Размер шрифта
-
+

Нам здесь жить - стр. 18

Выглядела она довольно-таки миловидно, но обряжена была в какую-то непонятную мешковатую одежду, выглядевшую еще более чудно, чем та, что на здоровяке или на Сангре. Да и чистотой её наряд не блистал – на сарафане какие-то пятна, а лапти вообще в грязи. Мало того, грязь, как ощутил Улан, явно припахивала чем-то неприятным и как бы не навозом.

– А вот и сестра милосердия, – облегченно заулыбавшись, представил ее Сангре. – Прошу любить и жаловать: Заряница свет Щавелевна.

– Кто?! – удивился Улан.

– Щавелевна, – невозмутимо повторил Петр и… заторопился уходить, пояснив, что лучше им потолковать обо всем как следует попозже, после очередного медицинского обследования. И он, заговорщически приложив палец к губам, торопливо удалился.

Обследование заключалось в стандартной процедуре смены повязок, но говор у сестры милосердия оказался каким-то неправильным.

– Шибко болит али как? Тута не дергает, не можжит? А здеся? А ежели надавлю, чуется?

Порою же она и вовсе употребляла столь архаичные выражения, что Улан понимал их с трудом.

Кстати, бинтов у девушки не было. Так, тряпочки. Правда чистые, пусть и не белые. Таблетки у нее тоже отсутствовали. Во всяком случае, Улана ими попотчевать она не сподобилась. Да и к элементарным требованием гигиены, судя по посуде для отваров – глиняным закопченным горшкам – она относилась спустя рукава.

Сами настои, коими она принялась потчевать раненого, оказались не очень-то приятными на вкус – горьковатыми, неприятно пахнущими, но Улан не перечил и послушно их выпил. Зато еда, которой его накормили, оказалась весьма и весьма. Томимый лютым голодом, он с огромным аппетитом слопал и пару ломтей душистого теплого хлеба, не иначе как свежего завоза, выхлебал чашку наваристого бульона и просительно уставился на девушку.

– Будя, – проворчала она. – По первости много нельзя – брюхо вспучит.

Настаивать на добавке больной не стал – медицине виднее.

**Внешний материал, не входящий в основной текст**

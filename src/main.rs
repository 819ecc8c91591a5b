//! Gantry - DHCP and network boot service.
//!
//! Wires the configured listeners together and supervises them: the
//! first listener failure, or SIGINT/SIGTERM, shuts everything down.

use tikv_jemallocator::Jemalloc;

#[global_allocator]
static GLOBAL: Jemalloc = Jemalloc;

use std::future::Future;
use std::net::{Ipv4Addr, SocketAddr};
use std::path::PathBuf;
use std::sync::Arc;
use std::time::{Duration, Instant};

use anyhow::{Context, Result};
use clap::{ArgAction, Parser};
use tokio::net::TcpListener;
use tokio::signal::unix::{signal, SignalKind};
use tokio::sync::watch;
use tokio::task::JoinHandle;
use tracing::{error, info};
use tracing_subscriber::EnvFilter;

use gantry::backend::file::FileBackend;
use gantry::backend::BackendReader;
use gantry::config::{
    detect_public_ipv4, BackendConfig, Config, DhcpConfig, HttpConfig, ScriptUrlConfig,
    SyslogConfig, TftpConfig,
};
use gantry::dhcp::{DhcpServer, ReservationHandler};
use gantry::http::{create_router, AppState, TrustedProxies};
use gantry::ipxe::{IpxeBinaries, ScriptRenderer};
use gantry::metrics::Metrics;
use gantry::syslog::SyslogServer;
use gantry::tftp::TftpServer;

/// Deadline for one inventory lookup.
const BACKEND_TIMEOUT: Duration = Duration::from_secs(2);

#[derive(Parser)]
#[command(name = "gantry")]
#[command(about = "DHCP and network boot service for bare-metal provisioning")]
struct Cli {
    /// Log level (debug, info)
    #[arg(long, default_value = "info")]
    log_level: String,

    /// Enable the DHCP server
    #[arg(long, default_value_t = true, action = ArgAction::Set)]
    dhcp_enabled: bool,

    /// Local IP:Port to listen on for DHCP requests
    #[arg(long, default_value = "0.0.0.0:67")]
    dhcp_addr: SocketAddr,

    /// Interface to bind to for DHCP requests
    #[arg(long)]
    dhcp_iface: Option<String>,

    /// IP address to use in DHCP packets (option 54 and friends)
    #[arg(long)]
    dhcp_ip_for_packet: Option<Ipv4Addr>,

    /// Syslog server IP address to use in DHCP packets (option 7)
    #[arg(long)]
    dhcp_syslog_ip: Option<Ipv4Addr>,

    /// TFTP server IP address to use in DHCP packets (option 66, siaddr)
    #[arg(long)]
    dhcp_tftp_ip: Option<Ipv4Addr>,

    /// HTTP iPXE binaries URL to use in DHCP packets
    #[arg(long)]
    dhcp_http_ipxe_binary_url: Option<String>,

    /// HTTP iPXE script URL to use in DHCP packets
    #[arg(long)]
    dhcp_http_ipxe_script_url: Option<String>,

    /// Prepend the client MAC to the iPXE script URL path
    #[arg(long, default_value_t = true, action = ArgAction::Set)]
    dhcp_http_ipxe_script_prepend_mac: bool,

    /// Enable the iPXE TFTP binary server
    #[arg(long, default_value_t = true, action = ArgAction::Set)]
    tftp_enabled: bool,

    /// Local IP:Port to listen on for iPXE TFTP binary requests
    #[arg(long, default_value = "0.0.0.0:69")]
    tftp_addr: SocketAddr,

    /// Per-block TFTP timeout in seconds
    #[arg(long, default_value_t = 5)]
    tftp_timeout: u64,

    /// Largest negotiable TFTP block size (512..=65456)
    #[arg(long, default_value_t = 512)]
    tftp_block_size: usize,

    /// Directory holding the iPXE binaries to serve
    #[arg(long, default_value = "/var/lib/gantry/ipxe")]
    ipxe_dir: PathBuf,

    /// iPXE script fragment to patch into served binaries
    #[arg(long, default_value = "")]
    ipxe_script_patch: String,

    /// Enable the iPXE HTTP binary server
    #[arg(long, default_value_t = true, action = ArgAction::Set)]
    http_ipxe_binary_enabled: bool,

    /// Enable the iPXE HTTP script server
    #[arg(long, default_value_t = true, action = ArgAction::Set)]
    http_ipxe_script_enabled: bool,

    /// Local IP:Port to listen on for HTTP requests
    #[arg(long, default_value = "0.0.0.0:80")]
    http_addr: SocketAddr,

    /// URL where OSIE (kernel/initrd) images are located
    #[arg(long, default_value = "")]
    osie_url: String,

    /// Extra kernel args (k=v k=v) appended to the iPXE script kernel line
    #[arg(long, default_value = "")]
    extra_kernel_args: String,

    /// IP:Port of the workflow server written into the iPXE script
    #[arg(long, default_value = "")]
    tink_server: String,

    /// Use TLS for the workflow server
    #[arg(long, default_value_t = false, action = ArgAction::Set)]
    tink_server_tls: bool,

    /// Comma separated list of trusted proxies in CIDR notation
    #[arg(long, default_value = "")]
    trusted_proxies: String,

    /// Enable the syslog receiver
    #[arg(long, default_value_t = true, action = ArgAction::Set)]
    syslog_enabled: bool,

    /// Local IP:Port to listen on for syslog messages
    #[arg(long, default_value = "0.0.0.0:514")]
    syslog_addr: SocketAddr,

    /// Enable the file backend for DHCP and the iPXE script
    #[arg(long, default_value_t = true, action = ArgAction::Set)]
    backend_file_enabled: bool,

    /// Hardware YAML file path for the file backend
    #[arg(long)]
    backend_file_path: Option<PathBuf>,
}

impl Cli {
    fn into_config(self) -> Config {
        let public_ip = detect_public_ipv4().unwrap_or(Ipv4Addr::UNSPECIFIED);
        let ip_for_packet = self.dhcp_ip_for_packet.unwrap_or(public_ip);
        let http_port = self.http_addr.port();

        Config {
            log_level: self.log_level,
            syslog: SyslogConfig {
                enabled: self.syslog_enabled,
                bind_addr: self.syslog_addr,
            },
            tftp: TftpConfig {
                enabled: self.tftp_enabled,
                bind_addr: self.tftp_addr,
                block_size: self.tftp_block_size,
                timeout: Duration::from_secs(self.tftp_timeout),
                ipxe_dir: self.ipxe_dir,
                ipxe_patch: self.ipxe_script_patch,
            },
            http: HttpConfig {
                binary_enabled: self.http_ipxe_binary_enabled,
                script_enabled: self.http_ipxe_script_enabled,
                bind_addr: self.http_addr,
                osie_url: self.osie_url,
                extra_kernel_args: self.extra_kernel_args,
                tink_server: self.tink_server,
                tink_server_tls: self.tink_server_tls,
                trusted_proxies: self.trusted_proxies,
            },
            dhcp: DhcpConfig {
                enabled: self.dhcp_enabled,
                bind_addr: self.dhcp_addr,
                bind_interface: self.dhcp_iface,
                ip_for_packet,
                syslog_ip: self.dhcp_syslog_ip.unwrap_or(ip_for_packet),
                tftp_ip: self.dhcp_tftp_ip.unwrap_or(ip_for_packet),
                http_ipxe_binary_url: self
                    .dhcp_http_ipxe_binary_url
                    .unwrap_or_else(|| format!("http://{ip_for_packet}:{http_port}/ipxe")),
                http_ipxe_script: ScriptUrlConfig {
                    url: self
                        .dhcp_http_ipxe_script_url
                        .unwrap_or_else(|| format!("http://{ip_for_packet}/auto.ipxe")),
                    inject_mac: self.dhcp_http_ipxe_script_prepend_mac,
                },
            },
            backend: BackendConfig {
                file_enabled: self.backend_file_enabled,
                file_path: self.backend_file_path,
            },
        }
    }
}

#[tokio::main]
async fn main() -> Result<()> {
    let config = Cli::parse().into_config();

    let filter = EnvFilter::try_from_default_env()
        .unwrap_or_else(|_| EnvFilter::new(&config.log_level));
    tracing_subscriber::fmt()
        .with_env_filter(filter)
        .with_target(false)
        .init();

    config.validate().context("invalid configuration")?;

    info!("starting gantry");

    let metrics = Metrics::new().context("failed to register metrics")?;
    let (shutdown_tx, shutdown_rx) = watch::channel(false);

    // SIGTERM and SIGINT flip the shared shutdown channel.
    tokio::spawn({
        let shutdown_tx = shutdown_tx.clone();
        async move {
            let mut sigterm =
                signal(SignalKind::terminate()).expect("Failed to install SIGTERM handler");
            let mut sigint =
                signal(SignalKind::interrupt()).expect("Failed to install SIGINT handler");

            tokio::select! {
                _ = sigterm.recv() => info!("received SIGTERM, shutting down"),
                _ = sigint.recv() => info!("received SIGINT, shutting down"),
            }
            let _ = shutdown_tx.send(true);
        }
    });

    let backend: Option<Arc<dyn BackendReader>> = match config.backend.file_path {
        Some(ref path) if config.backend.file_enabled => Some(Arc::new(
            FileBackend::new(path).context("failed to load file backend")?,
        )),
        _ => None,
    };

    let binaries = if config.tftp.enabled || config.http.binary_enabled {
        Some(Arc::new(
            IpxeBinaries::load_dir(&config.tftp.ipxe_dir, config.tftp.ipxe_patch.as_bytes())
                .context("failed to load iPXE binaries")?,
        ))
    } else {
        None
    };

    let mut tasks: Vec<(&'static str, JoinHandle<Result<()>>)> = Vec::new();

    if config.syslog.enabled {
        info!("starting syslog server on {}", config.syslog.bind_addr);
        let server = SyslogServer::new(config.syslog.bind_addr, metrics.clone());
        let rx = shutdown_rx.clone();
        tasks.push((
            "syslog",
            spawn_guarded("syslog", shutdown_tx.clone(), async move {
                server.run(rx).await
            }),
        ));
    }

    if config.tftp.enabled {
        info!("starting tftp server on {}", config.tftp.bind_addr);
        let server = TftpServer::new(
            config.tftp.bind_addr,
            Arc::clone(binaries.as_ref().expect("binaries loaded for tftp")),
            config.tftp.block_size,
            config.tftp.timeout,
            metrics.clone(),
        );
        let rx = shutdown_rx.clone();
        tasks.push((
            "tftp",
            spawn_guarded("tftp", shutdown_tx.clone(), async move {
                server.run(rx).await
            }),
        ));
    }

    if config.http.binary_enabled || config.http.script_enabled {
        info!("starting http server on {}", config.http.bind_addr);
        let state = AppState {
            backend: backend.clone(),
            renderer: Arc::new(
                ScriptRenderer::new(
                    &config.http.osie_url,
                    &config.http.extra_kernel_args,
                    config.dhcp.syslog_ip.to_string(),
                    &config.http.tink_server,
                    config.http.tink_server_tls,
                )
                .context("invalid iPXE script template")?,
            ),
            binaries: binaries.clone().unwrap_or_else(|| {
                Arc::new(IpxeBinaries::from_map(Default::default(), &b""[..]))
            }),
            trusted_proxies: Arc::new(
                TrustedProxies::parse(&config.http.trusted_proxies)
                    .context("invalid trusted proxies")?,
            ),
            metrics: metrics.clone(),
            backend_timeout: BACKEND_TIMEOUT,
            start_time: Instant::now(),
        };

        let bind_addr = config.http.bind_addr;
        let router = create_router(
            state,
            config.http.binary_enabled,
            config.http.script_enabled,
        );
        let mut rx = shutdown_rx.clone();
        tasks.push((
            "http",
            spawn_guarded("http", shutdown_tx.clone(), async move {
                let listener = TcpListener::bind(bind_addr)
                    .await
                    .with_context(|| format!("Failed to bind HTTP server to {bind_addr}"))?;
                axum::serve(
                    listener,
                    router.into_make_service_with_connect_info::<SocketAddr>(),
                )
                .with_graceful_shutdown(async move {
                    let _ = rx.changed().await;
                })
                .await
                .context("HTTP server failed")
            }),
        ));
    }

    if config.dhcp.enabled {
        info!("starting dhcp server on {}", config.dhcp.bind_addr);
        let handler = Arc::new(ReservationHandler::new(
            backend
                .clone()
                .context("the DHCP server requires a backend")?,
            config.dhcp.ip_for_packet,
            config.dhcp.syslog_ip,
            config.dhcp.tftp_ip,
            config.dhcp.http_ipxe_binary_url.clone(),
            config.dhcp.http_ipxe_script.url.clone(),
            config.dhcp.http_ipxe_script.inject_mac,
            BACKEND_TIMEOUT,
        ));
        let server = DhcpServer::new(
            config.dhcp.bind_addr,
            config.dhcp.bind_interface.clone(),
            handler,
            metrics.clone(),
        );
        let rx = shutdown_rx.clone();
        tasks.push((
            "dhcp",
            spawn_guarded("dhcp", shutdown_tx.clone(), async move {
                server.run(rx).await
            }),
        ));
    }

    if tasks.is_empty() {
        anyhow::bail!("nothing to do: every subsystem is disabled");
    }

    let mut failed = false;
    for (name, task) in tasks {
        match task.await {
            Ok(Ok(())) => {}
            Ok(Err(_)) => failed = true,
            Err(e) => {
                error!("{} task panicked: {}", name, e);
                failed = true;
            }
        }
    }

    info!("gantry is shutting down");
    if failed {
        std::process::exit(1);
    }
    Ok(())
}

/// Run a listener; its failure flips the shared shutdown channel so the
/// siblings stop too.
fn spawn_guarded<F>(
    name: &'static str,
    shutdown_tx: watch::Sender<bool>,
    future: F,
) -> JoinHandle<Result<()>>
where
    F: Future<Output = Result<()>> + Send + 'static,
{
    tokio::spawn(async move {
        let result = future.await;
        if let Err(ref e) = result {
            error!("{} listener failed: {:#}", name, e);
            let _ = shutdown_tx.send(true);
        }
        result
    })
}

Поблагодарил и все. Но его глаза смотрели на нее столь выразительно, что она сама сжалилась, отломила кусок от краюхи хлеба и сунула ему.

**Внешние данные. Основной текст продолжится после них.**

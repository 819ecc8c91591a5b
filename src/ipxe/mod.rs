//! iPXE artifacts: the binary set served over TFTP/HTTP and the
//! per-machine boot script.

pub mod binary;
pub mod script;

pub use binary::IpxeBinaries;
pub use script::ScriptRenderer;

– На-ка, пощипывай помалу, ежели невтерпеж станет, – и, стоя подле двери, неожиданно осведомилась. – А ты и вправду не татарин?

Улан опешил. То Петр, теперь деваха. С чего это у них всех такой бзик? Но ответил вежливо:

– Я – калмык.

Лицо девушки как-то просветлело, она улыбнулась и почти весело заявила:

– Ладноть, вечером, так и быть, поболе ушицы налью.

«А если б я татарином был, не налила?» – не понял Улан, но уточнять не стал. Подумать о прочих странностях у него тоже не вышло – быстро сморило, и проснулся он только заслышав скрип открывшейся двери. Улан открыл глаза и увидел на пороге Петра.

Только теперь Улан обратил внимание на то, что выглядела не совсем обычно не только одежда его друга, но и он сам. Во всяком случае Улан никогда еще не видел Петра столь серьезным, озабоченным и… слегка смущенным. Даже обычной ироничной усмешки на губах не наблюдалось. С чего бы?

Имелись настораживающие нюансы и в их разговоре. Нет, поначалу все было в порядке – Сангре вновь засыпал Улана вопросами о самочувствии, но едва их запас кончился, как он замялся и, после паузы, явно не зная, что сказать, поинтересовался:

– Как тебе мой прикид? – и он, гордо подбоченившись, одернул на себе потрепанную безрукавку.